I hope to see their report soon on the effects of raising rice is having on the environment. The methane released from rice paddies contributes about 20% of the methane produced globally. They need to pick a grain that is more environmentally friendly to raise and eat. Just because they like rice in the far east means they should change the global climate just because they want to eat what they like. Right?

September, 27, 2013 at 01:38 PM

Wes Jackson in Kansas has made a career of developing perennial wheat. www.landinstitute.org/‎

Kansas  |  September, 27, 2013 at 03:58 PM

People with Gluten gut (me) seem to make a lot of gas, we can't eat grains but love our beef. Subject, the UN, shut it down and that would reduce the methane by 50%, (BS).

Kansas  |  September, 27, 2013 at 03:58 PM

People with Gluten gut (me) seem to make a lot of gas, we can't eat grains but love our beef. Subject, the UN, shut it down and that would reduce the methane by 50%, (BS).

kansas  |  September, 27, 2013 at 04:14 PM

We people with Celiac can not eat grains (gluten) but love our beef and the UN wants to control the world and the people, so if they would shoot us (1 n 33) that's 0.33% right there because WE do have a lot of methane, so 30%, 20% and 0.33% that's 50.0.33% get rid of the UN and its BS and there you have it 100%.

Tallahassee, FL  |  September, 28, 2013 at 06:00 AM

Actually if measured you would find that the UN actually emits more greenhouse gases belaboring issues it has no control over rather than doing its appointed job.

Mo  |  September, 28, 2013 at 07:38 AM

First off, the UN can mind their own nations business. We don't need some of these 3rd dictators telling us what to do. Second, we know that jet travel is responsible for the release of major pollution at high altitude. There are no pollution controls on jet airplanes and when one considers that the average mid sized jet burns about 5000 lbs of jet fuel per hour, do the math and ask why they don't address their own massive carbon foot print? Most of these hypocrites produce more pollution in a single trip than 9 tents of the people on the planet produce in a year. Simply put, stay on your turf, stop wasting energy since you arent producing anything, and stay out of our business.
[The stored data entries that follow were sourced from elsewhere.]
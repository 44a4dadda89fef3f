//! Applying and rolling back folder renames
//!
//! A fix moves `<root>/<Old Author>/<Old Title>` to
//! `<root>/<New Author>/<New Title>`. The destination must land inside a
//! configured library root, the move merges into an existing destination
//! without overwriting, and the history row flips state only after the
//! filesystem work succeeded.

use crate::config::Config;
use crate::store::{fix_status, status, HistoryRecord, Store};
use anyhow::{bail, Context, Result};
use log::{info, warn};
use std::fs;
use std::path::{Component, Path, PathBuf};

/// Sanitize a string for use as a single path component
pub fn sanitize_component(s: &str) -> String {
    s.chars()
        .map(|c| match c {
            '/' | '\\' | ':' | '*' | '?' | '"' | '<' | '>' | '|' => '_',
            '\0' => '_',
            _ => c,
        })
        .collect::<String>()
        .trim()
        .to_string()
}

/// Build the corrected `<root>/<Author>/<Title>` path for a book whose
/// current folder lives two levels below the library root.
pub fn destination_for(old_path: &Path, author: &str, title: &str) -> Result<PathBuf> {
    let library_root = old_path
        .parent()
        .and_then(|p| p.parent())
        .with_context(|| format!("Path too shallow to be a book folder: {}", old_path.display()))?;
    Ok(library_root
        .join(sanitize_component(author))
        .join(sanitize_component(title)))
}

/// Lexical containment check: no `..` components, and the candidate must
/// sit under one of the configured roots. The destination does not exist
/// yet, so this cannot rely on canonicalization.
pub fn path_within_library(config: &Config, candidate: &Path) -> bool {
    if candidate
        .components()
        .any(|c| matches!(c, Component::ParentDir))
    {
        return false;
    }
    config
        .library_paths
        .iter()
        .any(|root| candidate.starts_with(root))
}

/// Move a folder, merging into the destination when it already exists.
/// Existing destination files are never overwritten.
fn move_folder(old_path: &Path, new_path: &Path) -> Result<()> {
    if new_path.exists() {
        for entry in fs::read_dir(old_path)
            .with_context(|| format!("Failed to read {}", old_path.display()))?
        {
            let entry = entry?;
            let dest = new_path.join(entry.file_name());
            if !dest.exists() {
                fs::rename(entry.path(), &dest).with_context(|| {
                    format!(
                        "Failed to move {} -> {}",
                        entry.path().display(),
                        dest.display()
                    )
                })?;
            }
        }
        fs::remove_dir(old_path)
            .with_context(|| format!("Leftover files in {}", old_path.display()))?;
    } else {
        if let Some(parent) = new_path.parent() {
            fs::create_dir_all(parent)
                .with_context(|| format!("Failed to create {}", parent.display()))?;
        }
        fs::rename(old_path, new_path).with_context(|| {
            format!(
                "Failed to move {} -> {}",
                old_path.display(),
                new_path.display()
            )
        })?;
    }
    Ok(())
}

/// Remove the author directory the book vacated, if it is now empty
fn prune_empty_parent(old_path: &Path) {
    if let Some(parent) = old_path.parent() {
        if let Ok(mut entries) = fs::read_dir(parent) {
            if entries.next().is_none() {
                if let Err(e) = fs::remove_dir(parent) {
                    warn!("Could not prune {}: {}", parent.display(), e);
                }
            }
        }
    }
}

fn load_record(store: &Store, history_id: i64) -> Result<HistoryRecord> {
    store
        .history_record(history_id)?
        .with_context(|| format!("No history record with id {}", history_id))
}

/// Apply a pending fix: rename the folder and mark the book fixed
pub fn apply_fix(store: &Store, config: &Config, history_id: i64) -> Result<()> {
    let record = load_record(store, history_id)?;

    if record.status != fix_status::PENDING {
        bail!(
            "History record {} is {}, not pending",
            history_id,
            record.status
        );
    }

    let old_path = Path::new(&record.old_path);
    let new_path = Path::new(&record.new_path);

    if !old_path.exists() {
        bail!("Source folder no longer exists: {}", record.old_path);
    }
    if !path_within_library(config, new_path) {
        bail!(
            "Destination escapes the configured library roots: {}",
            record.new_path
        );
    }

    move_folder(old_path, new_path)?;
    // The vacated author directory is left in place even when empty, so a
    // later rollback can restore the exact prior path.

    store.set_history_status(history_id, fix_status::APPLIED)?;
    store.relocate_book(
        record.book_id,
        &record.new_path,
        &record.new_author,
        &record.new_title,
        status::FIXED,
    )?;

    info!(
        "Fixed: {}/{} -> {}/{}",
        record.old_author, record.old_title, record.new_author, record.new_title
    );
    Ok(())
}

/// Undo an applied fix, restoring the exact prior path. Fails loudly when
/// the moved folder is gone or the prior location's parent has vanished.
pub fn rollback_fix(store: &Store, config: &Config, history_id: i64) -> Result<()> {
    let record = load_record(store, history_id)?;

    if record.status != fix_status::APPLIED {
        bail!(
            "History record {} is {}, only applied fixes can be rolled back",
            history_id,
            record.status
        );
    }

    let current_path = Path::new(&record.new_path);
    let prior_path = Path::new(&record.old_path);

    if !current_path.exists() {
        bail!(
            "Cannot roll back: current folder is gone: {}",
            record.new_path
        );
    }
    if prior_path.exists() {
        bail!(
            "Cannot roll back: prior path is occupied: {}",
            record.old_path
        );
    }
    let prior_parent = prior_path
        .parent()
        .with_context(|| format!("Prior path has no parent: {}", record.old_path))?;
    if !prior_parent.exists() {
        bail!(
            "Cannot roll back: prior parent directory is gone: {}",
            prior_parent.display()
        );
    }
    if !path_within_library(config, prior_path) {
        bail!(
            "Prior path escapes the configured library roots: {}",
            record.old_path
        );
    }

    fs::rename(current_path, prior_path).with_context(|| {
        format!(
            "Failed to restore {} -> {}",
            record.new_path, record.old_path
        )
    })?;
    prune_empty_parent(current_path);

    store.set_history_status(history_id, fix_status::ROLLED_BACK)?;
    store.relocate_book(
        record.book_id,
        &record.old_path,
        &record.old_author,
        &record.old_title,
        status::PENDING,
    )?;

    info!(
        "Rolled back: {}/{} -> {}/{}",
        record.new_author, record.new_title, record.old_author, record.old_title
    );
    Ok(())
}

#[cfg(test)]
mod tests {
    use super::*;
    use std::fs;

    struct Fixture {
        _root: tempfile::TempDir,
        config: Config,
        store: Store,
        history_id: i64,
        old_path: PathBuf,
        new_path: PathBuf,
    }

    /// A library with one wrongly named book and a pending fix for it
    fn fixture() -> Fixture {
        let root = tempfile::tempdir().unwrap();
        let old_path = root.path().join("The Funhouse").join("Dean Koontz");
        fs::create_dir_all(&old_path).unwrap();
        fs::write(old_path.join("book.m4b"), b"audio").unwrap();

        let config = Config {
            library_paths: vec![root.path().to_path_buf()],
            ..Config::default()
        };

        let store = Store::open_in_memory().unwrap();
        let (book, _) = store
            .upsert_book(&old_path.to_string_lossy(), "The Funhouse", "Dean Koontz")
            .unwrap();

        let new_path = root.path().join("Dean Koontz").join("The Funhouse");
        let history_id = store
            .insert_history(
                book.id,
                "The Funhouse",
                "Dean Koontz",
                "Dean Koontz",
                "The Funhouse",
                &old_path.to_string_lossy(),
                &new_path.to_string_lossy(),
                fix_status::PENDING,
            )
            .unwrap();

        Fixture {
            _root: root,
            config,
            store,
            history_id,
            old_path,
            new_path,
        }
    }

    #[test]
    fn test_sanitize_component() {
        assert_eq!(sanitize_component("Book: Part 1"), "Book_ Part 1");
        assert_eq!(sanitize_component("Author/Title"), "Author_Title");
        assert_eq!(sanitize_component("  spaced  "), "spaced");
    }

    #[test]
    fn test_destination_for() {
        let dest = destination_for(
            Path::new("/lib/The Funhouse/Dean Koontz"),
            "Dean Koontz",
            "The Funhouse",
        )
        .unwrap();
        assert_eq!(dest, Path::new("/lib/Dean Koontz/The Funhouse"));
    }

    #[test]
    fn test_apply_moves_folder_and_updates_records() {
        let fx = fixture();
        apply_fix(&fx.store, &fx.config, fx.history_id).unwrap();

        assert!(!fx.old_path.exists());
        assert!(fx.new_path.join("book.m4b").exists());
        // Vacated author dir stays so the move can be rolled back
        assert!(fx.old_path.parent().unwrap().exists());

        let record = fx.store.history_record(fx.history_id).unwrap().unwrap();
        assert_eq!(record.status, fix_status::APPLIED);

        let book = fx.store.book_by_id(record.book_id).unwrap().unwrap();
        assert_eq!(book.status, status::FIXED);
        assert_eq!(book.author, "Dean Koontz");
        assert_eq!(book.path, fx.new_path.to_string_lossy());
    }

    #[test]
    fn test_apply_merges_into_existing_destination() {
        let fx = fixture();
        fs::create_dir_all(&fx.new_path).unwrap();
        fs::write(fx.new_path.join("existing.nfo"), b"keep").unwrap();

        apply_fix(&fx.store, &fx.config, fx.history_id).unwrap();

        assert!(fx.new_path.join("book.m4b").exists());
        assert_eq!(
            fs::read(fx.new_path.join("existing.nfo")).unwrap(),
            b"keep"
        );
    }

    #[test]
    fn test_apply_rejects_escaping_destination() {
        let fx = fixture();
        let record = fx.store.history_record(fx.history_id).unwrap().unwrap();
        let evil = fx
            .store
            .insert_history(
                record.book_id,
                &record.old_author,
                &record.old_title,
                "..",
                "pwned",
                &record.old_path,
                "/tmp/elsewhere/pwned",
                fix_status::PENDING,
            )
            .unwrap();

        let err = apply_fix(&fx.store, &fx.config, evil).unwrap_err();
        assert!(err.to_string().contains("escapes"));
        assert!(fx.old_path.exists());
    }

    #[test]
    fn test_apply_rejects_parent_dir_components() {
        let fx = fixture();
        let record = fx.store.history_record(fx.history_id).unwrap().unwrap();
        let sneaky_path = fx._root.path().join("..").join("outside");
        let sneaky = fx
            .store
            .insert_history(
                record.book_id,
                &record.old_author,
                &record.old_title,
                "X",
                "Y",
                &record.old_path,
                &sneaky_path.to_string_lossy(),
                fix_status::PENDING,
            )
            .unwrap();

        assert!(apply_fix(&fx.store, &fx.config, sneaky).is_err());
    }

    #[test]
    fn test_apply_twice_fails() {
        let fx = fixture();
        apply_fix(&fx.store, &fx.config, fx.history_id).unwrap();
        let err = apply_fix(&fx.store, &fx.config, fx.history_id).unwrap_err();
        assert!(err.to_string().contains("not pending"));
    }

    #[test]
    fn test_apply_fails_when_source_gone() {
        let fx = fixture();
        fs::remove_dir_all(&fx.old_path).unwrap();
        let err = apply_fix(&fx.store, &fx.config, fx.history_id).unwrap_err();
        assert!(err.to_string().contains("no longer exists"));
    }

    #[test]
    fn test_rollback_restores_prior_path() {
        let fx = fixture();
        apply_fix(&fx.store, &fx.config, fx.history_id).unwrap();
        rollback_fix(&fx.store, &fx.config, fx.history_id).unwrap();

        assert!(fx.old_path.join("book.m4b").exists());
        assert!(!fx.new_path.exists());

        let record = fx.store.history_record(fx.history_id).unwrap().unwrap();
        assert_eq!(record.status, fix_status::ROLLED_BACK);

        let book = fx.store.book_by_id(record.book_id).unwrap().unwrap();
        assert_eq!(book.status, status::PENDING);
        assert_eq!(book.path, fx.old_path.to_string_lossy());
    }

    #[test]
    fn test_rollback_fails_when_current_gone() {
        let fx = fixture();
        apply_fix(&fx.store, &fx.config, fx.history_id).unwrap();
        fs::remove_dir_all(&fx.new_path).unwrap();

        let err = rollback_fix(&fx.store, &fx.config, fx.history_id).unwrap_err();
        assert!(err.to_string().contains("current folder is gone"));
    }

    #[test]
    fn test_rollback_fails_when_prior_parent_gone() {
        let fx = fixture();
        apply_fix(&fx.store, &fx.config, fx.history_id).unwrap();
        // Someone deletes the vacated author dir out from under us
        fs::remove_dir(fx.old_path.parent().unwrap()).unwrap();

        let err = rollback_fix(&fx.store, &fx.config, fx.history_id).unwrap_err();
        assert!(err.to_string().contains("prior parent directory is gone"));
    }

    #[test]
    fn test_rollback_requires_applied_status() {
        let fx = fixture();
        let err = rollback_fix(&fx.store, &fx.config, fx.history_id).unwrap_err();
        assert!(err.to_string().contains("only applied fixes"));
    }
}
Mo  |  September, 28, 2013 at 07:42 AM

Please disregard the typos. Tents should be 9/10s of the people on the planet.

Florida  |  September, 28, 2013 at 02:43 PM

They are going to have farmers install "Gas collection devices" on all livestock to safely collect the methane while they are out grazing in the field (along with "Manure collection traps") and the gases can be compressed and used to fuel a generator for your electric farm tractor.

September, 29, 2013 at 01:41 PM

If they would harness vegan farts it would supply more than enough gas to light up Seattle.

Ohio  |  October, 15, 2013 at 10:53 AM

Steve, I totally agree with you on the UN providing a forum for 3rd world dictators but I disagrees on your jet engine pollution comments. There are very stringent pollution limits on aircraft engine emissions at high altitude and all other altitudes. Limits on CO, Co2, NOX, particle (unburned hydrocarbons) etc. that engine companies spend millions or even billions on research to meet. You will be pleased to know that travelling by plane causes less than one percent emission than by automobile (even hybrid). Otherwise I agree on the useless UN.

Thomas Howard    
Southwest Pa.  |  February, 22, 2014 at 12:54 PM

Gluten sensitive and eat "grain". Just not wheat, rye, barley, triticale and some oats. Rice, corn, buckwheat, and more are fine.